- _ACTIVITY_:
The entire listing below is to be reproduced exactly.
[Opening DATA EXTRACTS section]
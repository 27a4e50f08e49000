//! Document mail daemon.
//!
//! Each input file in the data directory describes one record: recipients,
//! mail texts and the values for a document template. The daemon renders the
//! template, compiles it to PDF with an external toolchain, mails the PDF as
//! an attachment and archives the result. Every stage transition is persisted
//! so an interrupted run resumes where it stopped, and failed stages are
//! retried with exponential backoff.

pub mod compiler;
pub mod config;
pub mod daemon;
pub mod domain;
pub mod error;
pub mod logging;
pub mod mailer;
pub mod signal;
pub mod store;
pub mod template;

// Re-export commonly used types
pub use compiler::{Artifact, CompileJob, Compiler, LatexCompiler, MockCompiler};
pub use config::{Config, ConfigOverrides};
pub use daemon::{Daemon, DaemonConfig, RunSummary};
pub use domain::record::*;
pub use error::{DeliveryError, Result, TexpostError};
pub use mailer::{DeliveryReceipt, Mailer, MockMailer, OutgoingMail, SmtpMailer};
pub use store::{FsRecordStore, RecordStorage, RunStorage};
pub use template::Template;
fn mail_texts<'a>(data: &'a RecordData, defaults: &'a MailDefaults) -> Vec<&'a str> {
    let mut texts = vec![
        data.subject.as_deref().unwrap_or(&defaults.subject),
        data.body.as_deref().unwrap_or(&defaults.body),
    ];
    texts.extend(data.body_html.as_deref());
    texts
}

fn render_mail(data: &RecordData, defaults: &MailDefaults) -> Result<MailContent> {
    let subject = template::render_plain(
        data.subject.as_deref().unwrap_or(&defaults.subject),
        &data.values,
    )?;
    let body_text = template::render_plain(
        data.body.as_deref().unwrap_or(&defaults.body),
        &data.values,
    )?;
    let body_html = data
        .body_html
        .as_deref()
        .map(|html| template::render_plain(html, &data.values))
        .transpose()?;
    Ok(MailContent {
        subject,
        body_text,
        body_html,
    })
}

impl Record<Rendered> {
    /// Compile the rendered source in the record's private working directory.
    ///
    /// A record that already owns an artifact (it came back here after a
    /// transient delivery failure) is promoted without running the compiler.
    #[tracing::instrument(
        skip_all,
        fields(record_id = %self.data.id, attempt = self.state.attempts.compile + 1)
    )]
    pub async fn compile<C, S>(
        self,
        compiler: &C,
        policy: &RetryPolicy,
        storage: &S,
    ) -> Result<CompileOutcome>
    where
        C: Compiler + ?Sized,
        S: RecordStorage + ?Sized,
    {
        if let Some(artifact) = self.state.artifact.clone()
            && artifact.is_present().await
        {
            tracing::debug!(artifact = %artifact.path.display(), "Reusing existing artifact");
            let record = self.into_compiled(artifact);
            storage.persist(&record).await?;
            return Ok(CompileOutcome::Compiled(record));
        }

        let job = CompileJob {
            record_id: self.data.id.clone(),
            source: self.state.source.clone(),
            work_dir: storage.work_dir(&self.data.id),
        };

        match compiler.compile(&job).await {
            Ok(artifact) => {
                counter!("texpost_compilations_total", "outcome" => "success").increment(1);
                let record = self.into_compiled(artifact);
                storage.persist(&record).await?;
                tracing::debug!("Record compiled");
                Ok(CompileOutcome::Compiled(record))
            }
            Err(TexpostError::Compilation(diagnostics)) => {
                counter!("texpost_compilations_total", "outcome" => "failure").increment(1);
                let mut attempts = self.state.attempts;
                attempts.compile += 1;

                match policy.decide(attempts.compile) {
                    RetryDecision::Retry { backoff } => {
                        tracing::warn!(
                            attempts = attempts.compile,
                            max_attempts = policy.max_attempts,
                            backoff_ms = backoff.as_millis() as u64,
                            diagnostics = %diagnostics,
                            "Compilation failed, record queued for retry"
                        );
                        let record = Record {
                            data: self.data,
                            state: Pending {
                                attempts,
                                discovered_at: self.state.discovered_at,
                                not_before: Some(not_before(backoff)),
                                last_error: Some(diagnostics),
                            },
                        };
                        storage.persist(&record).await?;
                        Ok(CompileOutcome::Retry(record))
                    }
                    RetryDecision::Exhausted => {
                        counter!(
                            "texpost_retry_denied_total",
                            "stage" => "compile",
                            "reason" => "max_attempts"
                        )
                        .increment(1);
                        tracing::warn!(
                            attempts = attempts.compile,
                            "Compilation failed, no attempts remaining"
                        );
                        let reason = FailureReason::CompilationFailed {
                            attempts: attempts.compile,
                            diagnostics,
                        };
                        let failed =
                            fail_record(self.data, reason, Stage::Compile, attempts, storage)
                                .await?;
                        Ok(CompileOutcome::Failed(failed))
                    }
                }
            }
            // Toolchain missing and the like are not this record's fault.
            Err(e) => Err(e),
        }
    }

    fn into_compiled(self, artifact: crate::compiler::Artifact) -> Record<Compiled> {
        Record {
            data: self.data,
            state: Compiled {
                attempts: self.state.attempts,
                discovered_at: self.state.discovered_at,
                rendered_at: self.state.rendered_at,
                compiled_at: chrono::Utc::now(),
                source: self.state.source,
                mail: self.state.mail,
                artifact,
            },
        }
    }
}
[Closing DATA EXTRACTS section]
- _TASK SOLUTION_:
repository 27a4e50f08e49000
//! Document mail daemon.
//!
//! Each input file in the data directory describes one record: recipients,
//! mail texts and the values for a document template. The daemon renders the
//! template, compiles it to PDF with an external toolchain, mails the PDF as
//! an attachment and archives the result. Every stage transition is persisted
//! so an interrupted run resumes where it stopped, and failed stages are
//! retried with exponential backoff.

pub mod compiler;
pub mod config;
pub mod daemon;
pub mod domain;
pub mod error;
pub mod logging;
pub mod mailer;
pub mod signal;
pub mod store;
pub mod template;

// Re-export commonly used types
pub use compiler::{Artifact, CompileJob, Compiler, LatexCompiler, MockCompiler};
pub use config::{Config, ConfigOverrides};
pub use daemon::{Daemon, DaemonConfig, RunSummary};
pub use domain::record::*;
pub use error::{DeliveryError, Result, TexpostError};
pub use mailer::{DeliveryReceipt, Mailer, MockMailer, OutgoingMail, SmtpMailer};
pub use store::{FsRecordStore, RecordStorage, RunStorage};
pub use template::Template;
fn mail_texts<'a>(data: &'a RecordData, defaults: &'a MailDefaults) -> Vec<&'a str> {
    let mut texts = vec![
        data.subject.as_deref().unwrap_or(&defaults.subject),
        data.body.as_deref().unwrap_or(&defaults.body),
    ];
    texts.extend(data.body_html.as_deref());
    texts
}

fn render_mail(data: &RecordData, defaults: &MailDefaults) -> Result<MailContent> {
    let subject = template::render_plain(
        data.subject.as_deref().unwrap_or(&defaults.subject),
        &data.values,
    )?;
    let body_text = template::render_plain(
        data.body.as_deref().unwrap_or(&defaults.body),
        &data.values,
    )?;
    let body_html = data
        .body_html
        .as_deref()
        .map(|html| template::render_plain(html, &data.values))
        .transpose()?;
    Ok(MailContent {
        subject,
        body_text,
        body_html,
    })
}

impl Record<Rendered> {
    /// Compile the rendered source in the record's private working directory.
    ///
    /// A record that already owns an artifact (it came back here after a
    /// transient delivery failure) is promoted without running the compiler.
    #[tracing::instrument(
        skip_all,
        fields(record_id = %self.data.id, attempt = self.state.attempts.compile + 1)
    )]
    pub async fn compile<C, S>(
        self,
        compiler: &C,
        policy: &RetryPolicy,
        storage: &S,
    ) -> Result<CompileOutcome>
    where
        C: Compiler + ?Sized,
        S: RecordStorage + ?Sized,
    {
        if let Some(artifact) = self.state.artifact.clone()
            && artifact.is_present().await
        {
            tracing::debug!(artifact = %artifact.path.display(), "Reusing existing artifact");
            let record = self.into_compiled(artifact);
            storage.persist(&record).await?;
            return Ok(CompileOutcome::Compiled(record));
        }

        let job = CompileJob {
            record_id: self.data.id.clone(),
            source: self.state.source.clone(),
            work_dir: storage.work_dir(&self.data.id),
        };

        match compiler.compile(&job).await {
            Ok(artifact) => {
                counter!("texpost_compilations_total", "outcome" => "success").increment(1);
                let record = self.into_compiled(artifact);
                storage.persist(&record).await?;
                tracing::debug!("Record compiled");
                Ok(CompileOutcome::Compiled(record))
            }
            Err(TexpostError::Compilation(diagnostics)) => {
                counter!("texpost_compilations_total", "outcome" => "failure").increment(1);
                let mut attempts = self.state.attempts;
                attempts.compile += 1;

                match policy.decide(attempts.compile) {
                    RetryDecision::Retry { backoff } => {
                        tracing::warn!(
                            attempts = attempts.compile,
                            max_attempts = policy.max_attempts,
                            backoff_ms = backoff.as_millis() as u64,
                            diagnostics = %diagnostics,
                            "Compilation failed, record queued for retry"
                        );
                        let record = Record {
                            data: self.data,
                            state: Pending {
                                attempts,
                                discovered_at: self.state.discovered_at,
                                not_before: Some(not_before(backoff)),
                                last_error: Some(diagnostics),
                            },
                        };
                        storage.persist(&record).await?;
                        Ok(CompileOutcome::Retry(record))
                    }
                    RetryDecision::Exhausted => {
                        counter!(
                            "texpost_retry_denied_total",
                            "stage" => "compile",
                            "reason" => "max_attempts"
                        )
                        .increment(1);
                        tracing::warn!(
                            attempts = attempts.compile,
                            "Compilation failed, no attempts remaining"
                        );
                        let reason = FailureReason::CompilationFailed {
                            attempts: attempts.compile,
                            diagnostics,
                        };
                        let failed =
                            fail_record(self.data, reason, Stage::Compile, attempts, storage)
                                .await?;
                        Ok(CompileOutcome::Failed(failed))
                    }
                }
            }
            // Toolchain missing and the like are not this record's fault.
            Err(e) => Err(e),
        }
    }

    fn into_compiled(self, artifact: crate::compiler::Artifact) -> Record<Compiled> {
        Record {
            data: self.data,
            state: Compiled {
                attempts: self.state.attempts,
                discovered_at: self.state.discovered_at,
                rendered_at: self.state.rendered_at,
                compiled_at: chrono::Utc::now(),
                source: self.state.source,
                mail: self.state.mail,
                artifact,
            },
        }
    }
}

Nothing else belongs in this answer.